From the records below, copy out exactly the lines from the one containing "use serde::Serialize;" to the one containing "use crate::state::AppState;", both included. Add nothing else.
───── THE DATA
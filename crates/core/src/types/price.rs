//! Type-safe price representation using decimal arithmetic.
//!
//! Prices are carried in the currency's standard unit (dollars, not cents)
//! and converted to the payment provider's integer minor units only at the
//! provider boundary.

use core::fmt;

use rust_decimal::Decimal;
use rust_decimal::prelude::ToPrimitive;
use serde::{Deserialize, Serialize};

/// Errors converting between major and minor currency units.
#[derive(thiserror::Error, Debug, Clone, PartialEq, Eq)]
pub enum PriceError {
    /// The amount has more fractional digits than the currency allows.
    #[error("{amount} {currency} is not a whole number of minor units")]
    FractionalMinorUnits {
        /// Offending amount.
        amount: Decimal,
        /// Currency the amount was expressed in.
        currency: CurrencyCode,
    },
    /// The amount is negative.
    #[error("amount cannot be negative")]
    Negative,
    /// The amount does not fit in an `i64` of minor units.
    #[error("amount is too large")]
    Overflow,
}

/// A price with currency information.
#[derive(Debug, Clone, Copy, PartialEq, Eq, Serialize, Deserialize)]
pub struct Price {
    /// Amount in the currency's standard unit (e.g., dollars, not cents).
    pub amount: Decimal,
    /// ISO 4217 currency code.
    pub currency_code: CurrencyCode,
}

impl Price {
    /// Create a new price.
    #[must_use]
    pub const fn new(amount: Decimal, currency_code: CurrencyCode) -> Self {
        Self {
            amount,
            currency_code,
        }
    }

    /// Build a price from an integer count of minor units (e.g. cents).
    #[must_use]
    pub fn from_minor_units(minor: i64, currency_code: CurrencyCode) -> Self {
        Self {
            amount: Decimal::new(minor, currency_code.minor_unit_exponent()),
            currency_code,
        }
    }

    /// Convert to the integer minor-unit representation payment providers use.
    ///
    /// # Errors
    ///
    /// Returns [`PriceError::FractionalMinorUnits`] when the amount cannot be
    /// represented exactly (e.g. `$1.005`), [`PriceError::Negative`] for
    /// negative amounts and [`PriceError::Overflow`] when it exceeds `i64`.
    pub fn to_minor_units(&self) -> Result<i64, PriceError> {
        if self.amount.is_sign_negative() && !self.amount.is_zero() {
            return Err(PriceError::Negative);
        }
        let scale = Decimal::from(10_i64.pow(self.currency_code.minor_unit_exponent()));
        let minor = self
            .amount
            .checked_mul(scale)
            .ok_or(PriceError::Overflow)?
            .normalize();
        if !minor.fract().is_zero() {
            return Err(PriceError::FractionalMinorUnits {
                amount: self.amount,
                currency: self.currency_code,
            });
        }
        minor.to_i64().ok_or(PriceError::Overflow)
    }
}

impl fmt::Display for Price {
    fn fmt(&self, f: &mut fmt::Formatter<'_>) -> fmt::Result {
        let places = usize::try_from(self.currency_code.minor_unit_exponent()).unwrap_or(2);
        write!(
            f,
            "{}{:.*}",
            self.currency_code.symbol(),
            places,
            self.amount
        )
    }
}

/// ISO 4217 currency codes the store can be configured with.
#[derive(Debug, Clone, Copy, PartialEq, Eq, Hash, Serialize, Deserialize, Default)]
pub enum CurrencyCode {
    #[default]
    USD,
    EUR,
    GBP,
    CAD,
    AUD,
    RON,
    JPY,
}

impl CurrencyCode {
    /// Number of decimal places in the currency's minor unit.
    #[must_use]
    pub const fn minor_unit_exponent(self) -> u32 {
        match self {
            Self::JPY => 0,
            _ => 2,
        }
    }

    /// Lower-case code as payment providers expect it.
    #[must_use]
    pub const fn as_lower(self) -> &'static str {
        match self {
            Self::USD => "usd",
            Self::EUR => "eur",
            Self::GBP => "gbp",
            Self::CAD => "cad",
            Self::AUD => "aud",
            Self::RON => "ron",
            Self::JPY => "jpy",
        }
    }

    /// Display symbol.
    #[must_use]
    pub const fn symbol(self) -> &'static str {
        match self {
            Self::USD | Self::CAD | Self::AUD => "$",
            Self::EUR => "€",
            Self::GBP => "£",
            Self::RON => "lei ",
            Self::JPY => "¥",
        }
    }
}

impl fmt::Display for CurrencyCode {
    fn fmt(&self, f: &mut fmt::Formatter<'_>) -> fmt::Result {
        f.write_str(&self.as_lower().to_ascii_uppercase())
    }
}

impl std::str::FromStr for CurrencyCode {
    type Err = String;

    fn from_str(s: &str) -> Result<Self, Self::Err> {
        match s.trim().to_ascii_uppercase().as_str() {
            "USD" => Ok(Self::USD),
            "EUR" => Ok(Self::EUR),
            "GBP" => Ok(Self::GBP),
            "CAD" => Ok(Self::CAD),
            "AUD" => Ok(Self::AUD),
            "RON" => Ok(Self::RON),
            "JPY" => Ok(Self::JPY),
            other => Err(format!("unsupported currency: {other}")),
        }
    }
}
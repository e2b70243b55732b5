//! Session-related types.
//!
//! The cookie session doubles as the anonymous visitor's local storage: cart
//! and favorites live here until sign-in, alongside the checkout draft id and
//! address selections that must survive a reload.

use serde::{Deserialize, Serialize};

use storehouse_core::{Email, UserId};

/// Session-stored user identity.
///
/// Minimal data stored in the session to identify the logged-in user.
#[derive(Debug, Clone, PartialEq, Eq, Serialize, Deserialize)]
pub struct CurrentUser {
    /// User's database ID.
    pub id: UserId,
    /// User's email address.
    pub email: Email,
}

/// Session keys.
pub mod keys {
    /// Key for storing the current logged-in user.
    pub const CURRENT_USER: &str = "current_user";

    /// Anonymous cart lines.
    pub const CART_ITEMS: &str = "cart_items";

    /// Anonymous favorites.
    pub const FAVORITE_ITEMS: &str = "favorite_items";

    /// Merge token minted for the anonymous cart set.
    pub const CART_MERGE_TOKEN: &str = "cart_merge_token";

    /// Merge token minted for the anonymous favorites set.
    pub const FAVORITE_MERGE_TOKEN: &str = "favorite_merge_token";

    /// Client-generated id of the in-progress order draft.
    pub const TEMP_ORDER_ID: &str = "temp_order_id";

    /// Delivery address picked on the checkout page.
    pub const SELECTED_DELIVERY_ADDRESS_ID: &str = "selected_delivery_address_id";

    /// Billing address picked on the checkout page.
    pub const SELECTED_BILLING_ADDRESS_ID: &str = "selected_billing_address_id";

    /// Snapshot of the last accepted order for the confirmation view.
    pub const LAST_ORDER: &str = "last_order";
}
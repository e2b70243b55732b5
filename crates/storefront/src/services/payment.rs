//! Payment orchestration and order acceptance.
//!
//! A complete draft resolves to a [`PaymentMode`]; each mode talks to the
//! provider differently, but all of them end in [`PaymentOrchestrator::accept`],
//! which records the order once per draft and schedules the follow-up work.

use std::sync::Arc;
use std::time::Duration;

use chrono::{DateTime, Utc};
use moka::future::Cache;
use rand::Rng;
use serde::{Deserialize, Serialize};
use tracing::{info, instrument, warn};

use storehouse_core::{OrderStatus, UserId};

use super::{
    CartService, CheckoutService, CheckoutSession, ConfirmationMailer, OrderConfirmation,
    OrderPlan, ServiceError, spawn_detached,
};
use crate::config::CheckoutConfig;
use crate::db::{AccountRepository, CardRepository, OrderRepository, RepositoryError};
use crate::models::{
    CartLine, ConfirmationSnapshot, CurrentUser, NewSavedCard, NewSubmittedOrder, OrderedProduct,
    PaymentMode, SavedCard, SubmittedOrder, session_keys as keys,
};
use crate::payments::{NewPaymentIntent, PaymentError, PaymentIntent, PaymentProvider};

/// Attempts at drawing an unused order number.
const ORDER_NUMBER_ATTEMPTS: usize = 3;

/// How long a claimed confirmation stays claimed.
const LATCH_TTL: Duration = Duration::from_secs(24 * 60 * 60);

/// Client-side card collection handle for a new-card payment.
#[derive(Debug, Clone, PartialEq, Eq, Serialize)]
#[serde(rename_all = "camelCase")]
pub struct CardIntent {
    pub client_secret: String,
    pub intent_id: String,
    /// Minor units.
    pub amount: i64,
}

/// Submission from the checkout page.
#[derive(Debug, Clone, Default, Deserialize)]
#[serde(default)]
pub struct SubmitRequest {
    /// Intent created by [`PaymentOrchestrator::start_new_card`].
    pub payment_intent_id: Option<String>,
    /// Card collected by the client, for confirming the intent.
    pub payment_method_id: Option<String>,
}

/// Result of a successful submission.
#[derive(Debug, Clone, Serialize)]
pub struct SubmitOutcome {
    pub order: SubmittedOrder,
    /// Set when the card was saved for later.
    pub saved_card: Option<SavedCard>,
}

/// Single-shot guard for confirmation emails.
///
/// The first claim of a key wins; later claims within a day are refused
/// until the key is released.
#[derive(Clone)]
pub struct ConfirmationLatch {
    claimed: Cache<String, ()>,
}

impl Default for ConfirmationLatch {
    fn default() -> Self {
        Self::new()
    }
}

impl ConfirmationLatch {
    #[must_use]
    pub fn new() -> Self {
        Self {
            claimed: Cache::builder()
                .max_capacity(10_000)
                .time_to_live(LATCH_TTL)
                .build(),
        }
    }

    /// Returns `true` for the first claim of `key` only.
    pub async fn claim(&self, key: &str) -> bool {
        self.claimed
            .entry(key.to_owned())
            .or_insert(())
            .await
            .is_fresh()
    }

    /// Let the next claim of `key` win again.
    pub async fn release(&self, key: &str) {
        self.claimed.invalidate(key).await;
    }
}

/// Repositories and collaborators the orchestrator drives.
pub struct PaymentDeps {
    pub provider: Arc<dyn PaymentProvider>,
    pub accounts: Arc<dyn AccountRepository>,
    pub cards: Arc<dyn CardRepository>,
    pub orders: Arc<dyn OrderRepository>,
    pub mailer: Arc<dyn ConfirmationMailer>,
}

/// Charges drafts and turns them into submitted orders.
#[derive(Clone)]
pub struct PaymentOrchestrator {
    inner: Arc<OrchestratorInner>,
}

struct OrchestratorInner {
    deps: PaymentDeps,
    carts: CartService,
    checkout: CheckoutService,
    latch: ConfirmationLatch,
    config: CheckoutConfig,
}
──────────
───── THE DATA
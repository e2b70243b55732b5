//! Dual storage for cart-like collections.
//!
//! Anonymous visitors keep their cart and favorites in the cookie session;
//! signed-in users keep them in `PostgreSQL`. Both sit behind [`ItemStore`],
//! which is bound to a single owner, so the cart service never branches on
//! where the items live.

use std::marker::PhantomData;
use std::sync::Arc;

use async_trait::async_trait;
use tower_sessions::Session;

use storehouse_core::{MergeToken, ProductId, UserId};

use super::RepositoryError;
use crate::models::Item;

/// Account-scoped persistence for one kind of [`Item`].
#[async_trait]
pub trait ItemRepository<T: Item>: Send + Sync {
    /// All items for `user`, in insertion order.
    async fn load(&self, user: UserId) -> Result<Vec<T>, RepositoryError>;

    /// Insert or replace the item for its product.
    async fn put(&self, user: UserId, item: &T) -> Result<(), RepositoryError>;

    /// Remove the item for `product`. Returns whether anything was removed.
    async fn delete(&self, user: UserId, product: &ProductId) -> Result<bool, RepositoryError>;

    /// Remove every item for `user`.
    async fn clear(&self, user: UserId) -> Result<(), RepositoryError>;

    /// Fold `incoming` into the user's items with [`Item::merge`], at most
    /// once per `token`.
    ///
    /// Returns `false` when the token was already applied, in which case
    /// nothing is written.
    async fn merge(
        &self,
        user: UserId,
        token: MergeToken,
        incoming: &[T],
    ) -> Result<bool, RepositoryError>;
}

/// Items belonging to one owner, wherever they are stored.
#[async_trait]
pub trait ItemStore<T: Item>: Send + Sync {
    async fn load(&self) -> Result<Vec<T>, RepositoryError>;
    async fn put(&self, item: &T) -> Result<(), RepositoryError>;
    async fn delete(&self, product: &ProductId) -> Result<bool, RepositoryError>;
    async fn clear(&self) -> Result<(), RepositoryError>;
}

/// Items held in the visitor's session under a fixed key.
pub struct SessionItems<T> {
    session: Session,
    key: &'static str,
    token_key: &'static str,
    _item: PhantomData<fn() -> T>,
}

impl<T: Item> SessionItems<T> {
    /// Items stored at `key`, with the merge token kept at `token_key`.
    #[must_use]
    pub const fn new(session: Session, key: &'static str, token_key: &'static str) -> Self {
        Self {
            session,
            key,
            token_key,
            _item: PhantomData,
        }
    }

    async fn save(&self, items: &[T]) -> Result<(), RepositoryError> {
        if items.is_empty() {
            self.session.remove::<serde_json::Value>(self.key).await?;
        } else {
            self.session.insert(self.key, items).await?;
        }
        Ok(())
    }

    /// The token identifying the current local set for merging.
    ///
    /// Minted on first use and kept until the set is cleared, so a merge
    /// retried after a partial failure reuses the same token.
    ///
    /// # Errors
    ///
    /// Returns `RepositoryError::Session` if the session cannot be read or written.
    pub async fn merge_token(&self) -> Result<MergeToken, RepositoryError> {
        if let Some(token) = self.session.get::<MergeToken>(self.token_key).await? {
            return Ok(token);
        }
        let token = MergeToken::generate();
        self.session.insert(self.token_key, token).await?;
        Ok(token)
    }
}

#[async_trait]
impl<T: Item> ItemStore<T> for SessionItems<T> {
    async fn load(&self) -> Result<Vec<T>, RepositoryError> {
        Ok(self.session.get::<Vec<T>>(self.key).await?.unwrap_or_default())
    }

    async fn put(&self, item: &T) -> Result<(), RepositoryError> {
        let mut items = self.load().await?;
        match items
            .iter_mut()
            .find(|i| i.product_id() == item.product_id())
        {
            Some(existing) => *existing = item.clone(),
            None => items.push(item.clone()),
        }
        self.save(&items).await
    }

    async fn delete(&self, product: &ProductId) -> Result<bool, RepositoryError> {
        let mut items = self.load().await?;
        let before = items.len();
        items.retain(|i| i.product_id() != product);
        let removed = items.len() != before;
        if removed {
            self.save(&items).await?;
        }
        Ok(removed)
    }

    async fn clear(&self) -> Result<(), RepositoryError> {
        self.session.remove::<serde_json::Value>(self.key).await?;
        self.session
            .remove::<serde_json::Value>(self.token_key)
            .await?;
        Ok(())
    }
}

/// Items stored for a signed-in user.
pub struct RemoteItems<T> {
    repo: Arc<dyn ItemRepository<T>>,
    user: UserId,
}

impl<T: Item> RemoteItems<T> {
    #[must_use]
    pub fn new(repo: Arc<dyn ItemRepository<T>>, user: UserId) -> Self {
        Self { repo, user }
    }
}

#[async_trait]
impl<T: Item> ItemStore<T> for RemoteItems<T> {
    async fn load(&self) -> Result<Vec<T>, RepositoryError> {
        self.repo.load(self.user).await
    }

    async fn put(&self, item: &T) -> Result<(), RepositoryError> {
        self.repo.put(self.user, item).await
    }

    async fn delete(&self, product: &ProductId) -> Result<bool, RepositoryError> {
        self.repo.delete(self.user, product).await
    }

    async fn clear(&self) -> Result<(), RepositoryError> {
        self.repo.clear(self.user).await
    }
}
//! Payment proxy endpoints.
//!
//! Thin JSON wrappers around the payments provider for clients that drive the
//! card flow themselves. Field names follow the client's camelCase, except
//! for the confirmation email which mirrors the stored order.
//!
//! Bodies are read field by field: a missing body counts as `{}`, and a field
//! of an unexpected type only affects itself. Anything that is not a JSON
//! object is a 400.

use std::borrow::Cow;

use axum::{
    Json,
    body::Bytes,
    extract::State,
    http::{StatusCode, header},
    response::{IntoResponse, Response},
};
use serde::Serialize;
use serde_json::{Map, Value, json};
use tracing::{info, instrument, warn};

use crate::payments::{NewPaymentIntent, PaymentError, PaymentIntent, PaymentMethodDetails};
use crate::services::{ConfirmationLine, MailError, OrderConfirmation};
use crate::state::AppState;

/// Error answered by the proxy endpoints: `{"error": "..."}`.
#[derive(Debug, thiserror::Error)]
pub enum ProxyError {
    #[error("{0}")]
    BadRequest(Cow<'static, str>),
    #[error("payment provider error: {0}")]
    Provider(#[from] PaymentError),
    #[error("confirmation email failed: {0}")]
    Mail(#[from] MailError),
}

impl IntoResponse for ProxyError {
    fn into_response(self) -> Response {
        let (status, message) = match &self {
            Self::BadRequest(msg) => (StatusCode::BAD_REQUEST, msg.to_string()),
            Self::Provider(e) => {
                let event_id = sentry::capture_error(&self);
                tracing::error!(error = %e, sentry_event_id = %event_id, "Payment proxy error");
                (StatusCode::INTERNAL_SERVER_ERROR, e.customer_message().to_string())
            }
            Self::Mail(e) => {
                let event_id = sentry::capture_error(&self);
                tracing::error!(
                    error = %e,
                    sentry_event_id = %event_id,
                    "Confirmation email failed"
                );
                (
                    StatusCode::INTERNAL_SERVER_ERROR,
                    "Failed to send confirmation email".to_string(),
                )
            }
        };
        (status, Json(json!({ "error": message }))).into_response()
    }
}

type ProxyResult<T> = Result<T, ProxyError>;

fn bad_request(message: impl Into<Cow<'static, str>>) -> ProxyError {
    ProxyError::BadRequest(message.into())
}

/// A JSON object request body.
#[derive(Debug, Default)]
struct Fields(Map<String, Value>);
──────────
### FINISHED EXERCISE:
use serde::Serialize;
use serde_json::{Map, Value, json};
use tracing::{info, instrument, warn};

use crate::payments::{NewPaymentIntent, PaymentError, PaymentIntent, PaymentMethodDetails};
use crate::services::{ConfirmationLine, MailError, OrderConfirmation};
use crate::state::AppState;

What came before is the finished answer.